Check the appropriate box below if the Form 8-K filing is intended to simultaneously satisfy the filing obligation of the registrant under any of the following provisions:

 

o Written communications pursuant to Rule 425 under the Securities Act (17 CFR 230.425)

o Soliciting material pursuant to Rule 14a-12 under the Exchange Act (17 CFR 240.14a-12)

o Pre-commencement communications pursuant to Rule 14d-2(b) under the Exchange Act (17 CFR 240.14d-2(b))

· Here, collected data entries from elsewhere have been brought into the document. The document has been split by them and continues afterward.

//! Companion evolution ladder.
//!
//! The level is found by walking the ladder in order and stopping at the
//! first tier whose requirement is unmet. Later tiers are never considered
//! once one fails, even if their own requirement happens to hold.

use serde::{Deserialize, Serialize};

#[derive(Debug, Clone, Copy, PartialEq, Eq, Hash, Serialize, Deserialize)]
#[serde(rename_all = "snake_case")]
pub enum UnlockKind {
    Lessons,
    Planets,
    Achievements,
    StarDust,
}

#[derive(Debug, Clone, Copy, PartialEq, Eq, Serialize, Deserialize)]
pub struct UnlockRequirement {
    #[serde(rename = "type")]
    pub kind: UnlockKind,
    pub target: u64,
}

impl UnlockRequirement {
    pub const fn new(kind: UnlockKind, target: u64) -> Self {
        Self { kind, target }
    }

    pub fn is_met(&self, progress: &EvolutionProgress) -> bool {
        let value = match self.kind {
            UnlockKind::Lessons => progress.completed_lessons,
            UnlockKind::Planets => progress.completed_planets,
            UnlockKind::Achievements => progress.achievements,
            UnlockKind::StarDust => progress.star_dust,
        };
        value >= self.target
    }
}

/// Cumulative counters that gate companion growth.
#[derive(Debug, Clone, Copy, Default, PartialEq, Eq, Serialize, Deserialize)]
#[serde(rename_all = "camelCase", default)]
pub struct EvolutionProgress {
    pub completed_lessons: u64,
    pub completed_planets: u64,
    pub achievements: u64,
    pub star_dust: u64,
}

#[derive(Debug, Clone, Copy, PartialEq, Serialize)]
#[serde(rename_all = "camelCase")]
pub struct MoodVariations {
    pub happy: &'static str,
    pub excited: &'static str,
    pub sleepy: &'static str,
    pub curious: &'static str,
}

#[derive(Debug, Clone, Copy, PartialEq, Serialize)]
#[serde(rename_all = "camelCase")]
pub struct CompanionEvolution {
    pub level: u32,
    pub name: &'static str,
    pub emoji: &'static str,
    pub description: &'static str,
    pub unlock_requirement: UnlockRequirement,
    pub traits: &'static [&'static str],
    pub special_abilities: &'static [&'static str],
    pub mood_variations: MoodVariations,
}

pub static EVOLUTION_LADDER: &[CompanionEvolution] = &[
    CompanionEvolution {
        level: 0,
        name: "Grammar Egg",
        emoji: "🥚",
        description: "Your companion is still developing inside this mysterious egg!",
        unlock_requirement: UnlockRequirement::new(UnlockKind::Lessons, 0),
        traits: &["Mysterious", "Potential"],
        special_abilities: &["Stores learning energy"],
        mood_variations: MoodVariations {
            happy: "🥚",
            excited: "🥚✨",
            sleepy: "🥚💤",
            curious: "🥚❓",
        },
    },
    CompanionEvolution {
        level: 1,
        name: "Grammar Hatchling",
        emoji: "🐣",
        description: "A curious little creature emerges, eager to learn grammar!",
        unlock_requirement: UnlockRequirement::new(UnlockKind::Lessons, 3),
        traits: &["Curious", "Energetic", "Learning"],
        special_abilities: &["Provides basic hints", "Celebrates achievements"],
        mood_variations: MoodVariations {
            happy: "🐣😊",
            excited: "🐣🎉",
            sleepy: "🐣😴",
            curious: "🐣🤔",
        },
    },
    CompanionEvolution {
        level: 2,
        name: "Word Sprite",
        emoji: "🧚‍♀️",
        description: "A magical sprite that dances around words and helps with grammar!",
        unlock_requirement: UnlockRequirement::new(UnlockKind::Lessons, 10),
        traits: &["Magical", "Helpful", "Playful", "Word-loving"],
        special_abilities: &["Advanced hints", "Word suggestions", "Grammar corrections"],
        mood_variations: MoodVariations {
            happy: "🧚‍♀️✨",
            excited: "🧚‍♀️🌟",
            sleepy: "🧚‍♀️💤",
            curious: "🧚‍♀️🔍",
        },
    },
    CompanionEvolution {
        level: 3,
        name: "Cosmic Unicorn",
        emoji: "🦄",
        description: "A majestic unicorn with cosmic powers and deep grammar wisdom!",
        unlock_requirement: UnlockRequirement::new(UnlockKind::Planets, 2),
        traits: &["Wise", "Magical", "Majestic", "Grammar Master"],
        special_abilities: &["Expert guidance", "Mistake prevention", "Advanced explanations"],
        mood_variations: MoodVariations {
            happy: "🦄🌈",
            excited: "🦄⚡",
            sleepy: "🦄🌙",
            curious: "🦄📚",
        },
    },
    CompanionEvolution {
        level: 4,
        name: "Grammar Dragon",
        emoji: "🐉",
        description: "A powerful dragon that guards the secrets of perfect grammar!",
        unlock_requirement: UnlockRequirement::new(UnlockKind::Planets, 4),
        traits: &["Powerful", "Protective", "Ancient Wisdom", "Grammar Guardian"],
        special_abilities: &["Master-level guidance", "Error detection", "Advanced teaching"],
        mood_variations: MoodVariations {
            happy: "🐉💚",
            excited: "🐉🔥",
            sleepy: "🐉💤",
            curious: "🐉📖",
        },
    },
    CompanionEvolution {
        level: 5,
        name: "Galactic Grammar Phoenix",
        emoji: "🔥🦅",
        description: "The ultimate companion - a phoenix that embodies all grammar knowledge!",
        unlock_requirement: UnlockRequirement::new(UnlockKind::Planets, 6),
        traits: &["Legendary", "All-knowing", "Inspiring", "Grammar Deity"],
        special_abilities: &["Ultimate guidance", "Perfect predictions", "Inspirational teaching"],
        mood_variations: MoodVariations {
            happy: "🔥🦅✨",
            excited: "🔥🦅🌟",
            sleepy: "🔥🦅🌙",
            curious: "🔥🦅🔮",
        },
    },
];

pub fn calculate_evolution_level(progress: &EvolutionProgress) -> u32 {
    evolution_level_on(EVOLUTION_LADDER.iter().map(|e| (e.level, e.unlock_requirement)), progress)
}

/// Stop-at-first-failure walk over `(level, requirement)` pairs in ladder
/// order. Returns 0 when even the first tier is unmet.
pub fn evolution_level_on<I>(ladder: I, progress: &EvolutionProgress) -> u32
where
    I: IntoIterator<Item = (u32, UnlockRequirement)>,
{
    let mut level = 0;
    for (tier, requirement) in ladder {
        if !requirement.is_met(progress) {
            break;
        }
        level = tier;
    }
    level
}

/// Clamps to the top of the ladder.
pub fn companion_evolution(level: u32) -> &'static CompanionEvolution {
    let last = EVOLUTION_LADDER.len() - 1;
    &EVOLUTION_LADDER[(level as usize).min(last)]
}

pub fn next_evolution_requirement(current_level: u32) -> Option<&'static CompanionEvolution> {
    let next = current_level.checked_add(1)?;
    EVOLUTION_LADDER.iter().find(|e| e.level == next)
}

#[cfg(test)]
mod tests {
    use super::*;

    fn progress(lessons: u64, planets: u64) -> EvolutionProgress {
        EvolutionProgress {
            completed_lessons: lessons,
            completed_planets: planets,
            ..Default::default()
        }
    }

    #[test]
    fn test_default_ladder_levels() {
        assert_eq!(calculate_evolution_level(&progress(0, 0)), 0);
        assert_eq!(calculate_evolution_level(&progress(3, 0)), 1);
        assert_eq!(calculate_evolution_level(&progress(10, 1)), 2);
        assert_eq!(calculate_evolution_level(&progress(10, 2)), 3);
        assert_eq!(calculate_evolution_level(&progress(50, 6)), 5);
    }

    #[test]
    fn test_stops_at_first_failing_tier() {
        // Planets alone never skip the lesson tiers.
        assert_eq!(calculate_evolution_level(&progress(5, 6)), 1);

        let ladder = [
            (1, UnlockRequirement::new(UnlockKind::Lessons, 3)),
            (2, UnlockRequirement::new(UnlockKind::Planets, 2)),
            (3, UnlockRequirement::new(UnlockKind::Lessons, 1)),
        ];
        assert_eq!(evolution_level_on(ladder, &progress(5, 0)), 1);
    }

    #[test]
    fn test_first_tier_unmet_is_zero() {
        let ladder = [(1, UnlockRequirement::new(UnlockKind::StarDust, 100))];
        assert_eq!(evolution_level_on(ladder, &EvolutionProgress::default()), 0);
    }

    #[test]
    fn test_lookup_helpers() {
        assert_eq!(companion_evolution(2).name, "Word Sprite");
        assert_eq!(companion_evolution(99).level, 5);
        assert_eq!(next_evolution_requirement(0).unwrap().level, 1);
        assert!(next_evolution_requirement(5).is_none());
    }
}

o Pre-commencement communications pursuant to Rule 13e-4(c) under the Exchange Act (17 CFR 240.13e-4(c))

 

 

 


 

Item 8.01. Other Events.

 

Cotempla XR-ODT™Bioequivalence Bridging Study

 

On July 28, 2016, Neos Therapeutics, Inc. (“Neos”) issued a press release (the “Press Release”) announcing the successful completion of a bioequivalence bridging study for its late stage product candidate, Cotempla XR-ODT™ (methylphenidate extended-release orally disintegrating tablet). A copy of the Press Release is filed herewith as Exhibit 99.1 and is incorporated herein by reference.

 

Adzenys XR-ODT™  Paragraph IV Certification

 

On July 25, 2016, Neos received a paragraph IV certification from Actavis Laboratories FL, Inc. (“Actavis”) advising Neos that Actavis has filed an Abbreviated New Drug Application (“ANDA”) with the U.S. Food and Drug Administration (the “FDA”) for a generic version of Adzenys XR-ODT™  (amphetamine extended-release orally disintegrating tablet for the treatment of ADHD).

 

The certification notice alleges that the four U.S. patents listed in the FDA’s Orange Book for Adzenys XR-ODT, one with an expiration date in April 2026 and three with expiration dates in June 2032, will not be infringed by Actavis’s proposed product, are invalid and/or are unenforceable. Neos is evaluating the paragraph IV certification and intends to vigorously enforce its intellectual property rights relating to Adzenys XR-ODT.

 

Neos has 45 days from the receipt of the paragraph IV certification to commence a patent infringement lawsuit against Actavis that would automatically stay, or bar, the FDA from approving Actavis’s ANDA for 30 months or until a district court decision that is adverse to the asserted patents, whichever is earlier.

 

Item 9.01. Financial Statements and Exhibits.

 

(d) Exhibits:

 

Exhibit
No.

 

Description

 

 

 

99.1

 

Press release dated July 28, 2016

 

*   *   *

 

Neos cautions you that statements included in this report that are not a description of historical facts are forward-looking statements. In some cases, you can identify forward-looking statements because they contain words such as “may,” “will,” “should,” “expects,” “plans,” “anticipates,” “could,” “intends,” “target,” “projects,” “contemplates,” “believes,” “estimates,” “predicts,” “potential” or “continue” or the negative of these words or other similar terms or expressions that concern Neos’ expectations, strategy, plans, prospects or intentions. Such statements include, without limitation, statements regarding Neos’s intention to vigorously enforce its intellectual property rights. You are cautioned not to place undue reliance on these forward-looking statements, which speak only as of the date hereof. Neos’s actual future results may differ materially from its current expectations due to the risks and uncertainties inherent in its business. These risks include, but are not limited to: Neos’s ability to successfully enforce its intellectual property rights, and to defend its patents; the possibility that Neos may be required to file lawsuits to defend the patent rights covering its product or technology, and the substantial costs associated with such lawsuits; the possible introduction of generic competition to Adzenys XR-ODT; the risk that Neos may not be able to raise sufficient capital when needed, or at all; and other risks set forth under the caption “Risk Factors” in Neos’ most recent Annual Report on Form 10-K, as updated by Neos’ other subsequently filed SEC filings. Neos assume no obligation to update any forward-looking statements contained in this document as a result of new information, future events or otherwise.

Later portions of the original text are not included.